Queria tanto ajudar aquela mãe a saber novas de seu filho. Na voz da sua viola ou nas cordas do seu pincel, Mahi , seu irmão, meu irmão, sofria e vivia-o. “Parece-me reconhecer o estilo de meu irmão” escrevera numa página que me enviara de um relatório da AI francesa. Sinal de vida a que nos agarrávamos. Durante anos. Durante anos e anos e anos. Quase vinte. Aquela mãe ansiava por ver o filho que não sabia se era vivo ou morto. Como escreveu Agustin em no “L’Aveuglon.”: O drama de uma mãe que nem sequer pode chorar a morte de um filho por não saber se ele morreu ou não.
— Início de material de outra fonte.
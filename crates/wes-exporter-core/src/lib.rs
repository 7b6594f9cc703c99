//! # wes-exporter-core
//!
//! Reads a WES energy server and keeps a registry of metrics describing it:
//! the two TIC meter circuits, the four pulse inputs and the four current
//! clamps.
//!
//! ## Quick Start
//!
//! ```no_run
//! use std::sync::Arc;
//! use wes_exporter_core::{
//!     ClientConfig, Extractor, Mapper, Poller, PollerConfig, WesClient, schema,
//! };
//!
//! # async fn demo() -> wes_exporter_core::Result<()> {
//! let client = WesClient::new(ClientConfig::default())?;
//! let registry = Arc::new(schema::registry()?);
//! let poller = Poller::new(
//!     client,
//!     Extractor::default(),
//!     Mapper::default(),
//!     Arc::clone(&registry),
//!     PollerConfig::default(),
//! );
//! poller.poll_once().await?;
//! println!("{} series", registry.series_count());
//! # Ok(())
//! # }
//! ```
//!
//! ## Architecture
//!
//! Poller → Client (`DATA.CGX`, `PCEVAL.CGX`) → Extractor → Mapper → Registry
//!
//! - The **client** fetches the structured XML feed into a [`FieldTree`] and
//!   the diagnostics page as text.
//! - The **extractor** pulls per-clamp amps, watts/cos φ and kWh out of the
//!   diagnostics text, in document order.
//! - The **mapper** assembles a [`TelemetrySnapshot`] (all required fields
//!   validated) and publishes it.
//! - The **registry** is read concurrently by the exposition server.

pub mod client;
pub mod error;
pub mod extract;
pub mod field_tree;
pub mod mapper;
pub mod poller;
pub mod registry;
pub mod schema;
pub mod tariff;

pub use client::{ClientConfig, DIAGNOSTICS_PATH, DeviceSource, STRUCTURED_PATH, WesClient};
pub use error::{Error, Result};
pub use extract::{CLAMP_CHANNELS, ClampText, DiagnosticsReadings, Extractor};
pub use field_tree::{FieldPath, FieldTree, Section};
pub use mapper::{
    CIRCUITS, CircuitReading, ClampChannel, IMPULSE_CHANNELS, INDEX_KINDS, IndexKind, Mapper,
    MapperConfig, TelemetrySnapshot,
};
pub use poller::{PollStats, PollStatsSnapshot, Poller, PollerConfig};
pub use registry::{Family, MetricDesc, MetricKind, Registry, RegistryError, SeriesValue};
pub use tariff::{NextDayColor, TariffPeriod, Vocabulary};

/// Library version (from Cargo.toml).
pub const VERSION: &str = env!("CARGO_PKG_VERSION");
//! OpenMetrics text exposition of the metric registry via `prometheus_client`.
//!
//! The registry is read through a [`Collector`] at every scrape. Device
//! totals are emitted as constant counters (`<name>_total`), gauges as
//! constant gauges. State sets become a gauge family with one sample per
//! declared state, labelled `<name>="<state>"`, 1 for the active state and 0
//! for the others.

use std::sync::Arc;

use prometheus_client::collector::Collector;
use prometheus_client::encoding::{DescriptorEncoder, EncodeMetric, MetricEncoder};
use prometheus_client::metrics::MetricType;
use prometheus_client::metrics::counter::ConstCounter;
use prometheus_client::metrics::gauge::ConstGauge;

use wes_exporter_core::{Family, MetricKind, Registry, SeriesValue};

/// Content type of [`Exposition::render`] output.
pub const CONTENT_TYPE: &str = "application/openmetrics-text; version=1.0.0; charset=utf-8";

/// Bridges the exporter registry into a `prometheus_client` registry.
struct RegistryCollector {
    registry: Arc<Registry>,
}

impl std::fmt::Debug for RegistryCollector {
    fn fmt(&self, f: &mut std::fmt::Formatter<'_>) -> std::fmt::Result {
        f.debug_struct("RegistryCollector")
            .field("metrics", &self.registry.metric_count())
            .finish()
    }
}

impl Collector for RegistryCollector {
    fn encode(&self, mut encoder: DescriptorEncoder) -> Result<(), std::fmt::Error> {
        for family in self.registry.families() {
            encode_family(&mut encoder, &family)?;
        }
        Ok(())
    }
}

fn encode_family(encoder: &mut DescriptorEncoder, family: &Family) -> Result<(), std::fmt::Error> {
    let desc = &family.desc;
    let metric_type = match desc.kind {
        MetricKind::Counter => MetricType::Counter,
        MetricKind::Gauge | MetricKind::StateSet => MetricType::Gauge,
    };
    let mut metric = encoder.encode_descriptor(desc.name, desc.help, None, metric_type)?;

    if desc.labels.is_empty() && desc.kind != MetricKind::StateSet {
        if let Some((_, SeriesValue::Number(v))) = family.series.first() {
            encode_number(desc.kind, *v, metric)?;
        }
        return Ok(());
    }

    for (values, value) in &family.series {
        let mut labels: Vec<(&str, &str)> = desc
            .labels
            .iter()
            .copied()
            .zip(values.iter().map(String::as_str))
            .collect();
        match *value {
            SeriesValue::Number(v) => encode_number(desc.kind, v, metric.encode_family(&labels)?)?,
            SeriesValue::State(active) => {
                for (i, state) in desc.states.iter().enumerate() {
                    labels.push((desc.name, *state));
                    let flag = ConstGauge::new(i64::from(i == active));
                    flag.encode(metric.encode_family(&labels)?)?;
                    labels.pop();
                }
            }
        }
    }
    Ok(())
}

fn encode_number(kind: MetricKind, v: f64, encoder: MetricEncoder) -> Result<(), std::fmt::Error> {
    match kind {
        MetricKind::Counter => ConstCounter::new(v).encode(encoder),
        MetricKind::Gauge | MetricKind::StateSet => ConstGauge::new(v).encode(encoder),
    }
}

/// Scrape-time renderer over a shared [`Registry`].
pub struct Exposition {
    registry: prometheus_client::registry::Registry,
}

impl Exposition {
    pub fn new(registry: Arc<Registry>) -> Self {
        let mut exposition = prometheus_client::registry::Registry::default();
        exposition.register_collector(Box::new(RegistryCollector { registry }));
        Self {
            registry: exposition,
        }
    }

    /// Render every family. Families without series only get their `HELP`
    /// and `TYPE` lines.
    pub fn render(&self) -> Result<String, std::fmt::Error> {
        let mut buffer = String::new();
        prometheus_client::encoding::text::encode(&mut buffer, &self.registry)?;
        Ok(buffer)
    }
}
Até que um dia o telefone toca. Era a voz da tristeza de Mahi. A mãe estava muito doente. Passados minutos, revoltado, telefono-lhe e digo-lhe que não podia ser. Aquela mãe não podia morrer sem saber da sorte do seu filho. Nos últimos anos as minhas diligências tinham parado por ordem de madame El Mahi. Não me restava outro caminho senão o da divulgação na ONU do nome dele. Que não, não autorizava, dissera ela ao filho seu homónimo. Diz ao António que o proíbo de tentar fazer mais qualquer coisa. Já perdi um filho, não quero perder mais. E assim então fiz. Porém agora era diferente. Lá bem no fundo, ela não poderia mais desejar desta vida do que vê-lo, se vivo, enquanto em vida. E a minha revolta expande-se para o outro lado da linha em território magrebino. Horas depois a decisão da família dá-me luz verde. Forma-se uma teia inacreditavelmente envolvente que obriga os carrascos a pela primeira vez cederem.
Semanas depois oiço no meio de gritos de alegria a voz de Mahi dizer-me: “ Aziz chegou a casa. Ninguém os consegue separar” . E a alegria humedece a minha alma.
Como foi possível? Quem foi? Quem conseguiu? Por certo muita gente. Desesperado um dia , por carta, assegurei que não queria saber nem o quê , nem como, nem se. A única coisa que implorava é que convencesse quem sobre isso tinha poder a fazer com que aquela mãe, mãe como ela, pudesse estreitar nos seus braços o seu filho. Aziz. A quem é dedicado este livro que, fechado, me olha.
A foto? Que importa a foto. Será uma qualquer. Uma da múltipla. Uma que no momento exacto impeça as outras de o serem. Mas será sem dúvida a foto desta crónica. E não outra.